Surya Digital - Building a Hybrid Document Search Engine with Typesense and LLMs

Kunal Gupta

Aug 13, 2025

Overview

Document search has evolved beyond simple text extraction. This technical deep-dive explores building a production-ready search engine that combines Retrieval Augmented Generation (RAG) with Typesense’s powerful indexing capabilities. The system intelligently processes diverse PDF types, maintains visual context through image conversion, and leverages both text and vector search for superior accuracy. Based on real-world implementation experience, this guide covers everything from PDF classification and SQLite storage to advanced search strategies and future enhancement opportunities.
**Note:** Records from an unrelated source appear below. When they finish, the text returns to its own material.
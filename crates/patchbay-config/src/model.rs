// SPDX-FileCopyrightText: 2026 Patchbay Contributors
// SPDX-License-Identifier: MIT OR Apache-2.0

//! Configuration model for Patchbay.
//!
//! The configuration is a schemaless mapping from upper-case keys to values.
//! The only key the registry owns is [`PLUGINS_KEY`]; plugin-contributed keys
//! live under `PLUGINNAME_KEY` namespaces.

use std::path::PathBuf;

use patchbay_core::{ConfigMap, ConfigValue, PatchbayError};
use serde::{Deserialize, Serialize};

/// Key holding the sorted list of enabled plugin names.
pub const PLUGINS_KEY: &str = "PLUGINS";

/// A configuration snapshot.
///
/// `Clone` is a deep copy and `PartialEq` is deep equality, which is what the
/// registry cache compares against.
#[derive(Debug, Clone, Default, PartialEq, Serialize, Deserialize)]
#[serde(transparent)]
pub struct Config(ConfigMap);

impl Config {
    /// Create an empty configuration.
    pub fn new() -> Self {
        Self::default()
    }

    pub fn get(&self, key: &str) -> Option<&ConfigValue> {
        self.0.get(key)
    }

    pub fn get_mut(&mut self, key: &str) -> Option<&mut ConfigValue> {
        self.0.get_mut(key)
    }

    /// Insert a value, returning the previous one.
    pub fn set(
        &mut self,
        key: impl Into<String>,
        value: impl Into<ConfigValue>,
    ) -> Option<ConfigValue> {
        self.0.insert(key.into(), value.into())
    }

    pub fn remove(&mut self, key: &str) -> Option<ConfigValue> {
        self.0.remove(key)
    }

    pub fn contains_key(&self, key: &str) -> bool {
        self.0.contains_key(key)
    }

    pub fn len(&self) -> usize {
        self.0.len()
    }

    pub fn is_empty(&self) -> bool {
        self.0.is_empty()
    }

    pub fn iter(&self) -> impl Iterator<Item = (&String, &ConfigValue)> {
        self.0.iter()
    }

    /// Borrow the underlying mapping.
    pub fn as_map(&self) -> &ConfigMap {
        &self.0
    }

    /// Names listed under [`PLUGINS_KEY`], in stored order.
    ///
    /// A missing key is an empty list. A value that is not a list of strings
    /// is a [`PatchbayError::Config`] error.
    pub fn enabled_plugins(&self) -> Result<Vec<&str>, PatchbayError> {
        match self.0.get(PLUGINS_KEY) {
            None => Ok(Vec::new()),
            Some(value) => plugin_names(value),
        }
    }

    /// Mutable access to the [`PLUGINS_KEY`] list, if present.
    pub fn plugins_mut(&mut self) -> Result<Option<&mut Vec<ConfigValue>>, PatchbayError> {
        match self.0.get_mut(PLUGINS_KEY) {
            None => Ok(None),
            Some(ConfigValue::Array(items)) => Ok(Some(items)),
            Some(other) => Err(not_a_list(other)),
        }
    }

    /// Mutable access to the [`PLUGINS_KEY`] list, creating it if absent.
    pub fn plugins_entry(&mut self) -> Result<&mut Vec<ConfigValue>, PatchbayError> {
        let value = self
            .0
            .entry(PLUGINS_KEY.to_string())
            .or_insert_with(|| ConfigValue::Array(Vec::new()));
        match value {
            ConfigValue::Array(items) => Ok(items),
            other => Err(not_a_list(other)),
        }
    }
}

impl From<ConfigMap> for Config {
    fn from(map: ConfigMap) -> Self {
        Self(map)
    }
}

impl FromIterator<(String, ConfigValue)> for Config {
    fn from_iter<I: IntoIterator<Item = (String, ConfigValue)>>(iter: I) -> Self {
        Self(iter.into_iter().collect())
    }
}

fn plugin_names(value: &ConfigValue) -> Result<Vec<&str>, PatchbayError> {
    let ConfigValue::Array(items) = value else {
        return Err(not_a_list(value));
    };
    items
        .iter()
        .map(|item| {
            item.as_str().ok_or_else(|| {
                PatchbayError::Config(format!(
                    "{PLUGINS_KEY} entries must be strings, found `{item}`"
                ))
            })
        })
        .collect()
}

fn not_a_list(value: &ConfigValue) -> PatchbayError {
    PatchbayError::Config(format!(
        "{PLUGINS_KEY} must be a list of plugin names, found `{value}`"
    ))
}

/// Process-level settings: where the project lives and where plugins are
/// installed.
#[derive(Debug, Clone, PartialEq)]
pub struct Settings {
    /// Project root holding `config.toml`.
    pub root: PathBuf,

    /// Directories scanned for entry-point plugins (`*/plugin.toml`).
    pub plugin_dirs: Vec<PathBuf>,

    /// Directory holding officially registered plugin modules.
    pub official_dir: PathBuf,

    /// Logging level (trace, debug, info, warn, error).
    pub log_level: String,
}

impl Settings {
    /// Settings rooted at `root`, with plugin directories under it and under
    /// the XDG data directory.
    pub fn for_root(root: impl Into<PathBuf>) -> Self {
        let root = root.into();
        let mut plugin_dirs = vec![root.join("plugins")];
        if let Some(data_dir) = dirs::data_dir() {
            plugin_dirs.push(data_dir.join("patchbay/plugins"));
        }
        Self {
            official_dir: root.join("official"),
            plugin_dirs,
            root,
            log_level: default_log_level(),
        }
    }

    /// Path of the project configuration file.
    pub fn config_path(&self) -> PathBuf {
        self.root.join(crate::loader::CONFIG_FILENAME)
    }
}

impl Default for Settings {
    fn default() -> Self {
        let root = dirs::data_dir()
            .map(|d| d.join("patchbay"))
            .unwrap_or_else(|| PathBuf::from(".patchbay"));
        Self::for_root(root)
    }
}

fn default_log_level() -> String {
    "info".to_string()
}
Building a Hybrid Document Search Engine: From PDF Processing to AI-Powered Retrieval
The Challenge: Beyond Simple PDF Text Extraction
PDF to Text: A Multimodal Approach
Custom Plain Text Search Solution
Conclusion

Building a Hybrid Document Search Engine: From PDF Processing to AI-Powered Retrieval

In the era of information overload, finding specific content within large document repositories has become a critical challenge especially for private documents. While ChatGPT and similar tools have revolutionized text processing, they still struggle with complex document formats, especially PDFs containing mixed content like handwritten notes, tables, and diagrams. This led me to build a custom document search engine that combines traditional text processing with modern AI capabilities.

The Challenge: Beyond Simple PDF Text Extraction

Most existing PDF processing solutions fall short when dealing with real-world documents. Basic libraries like PyPDF2 or pdfplumber work well for simple text-based PDFs but fail when documents contain:

Handwritten annotations alongside typed text
Complex tables and diagrams
Scanned documents with varying quality
Mixed content types within a single page like, text embedded inside images and computer generated text

Even ChatGPT’s default PDF processing capabilities have limitations when it comes to maintaining the visual context of the original document. For instance, when converting a table to text, ChatGPT may lose the structure, making it hard to understand the relationships between different data points. It also does not process text that is embedded inside PDFs.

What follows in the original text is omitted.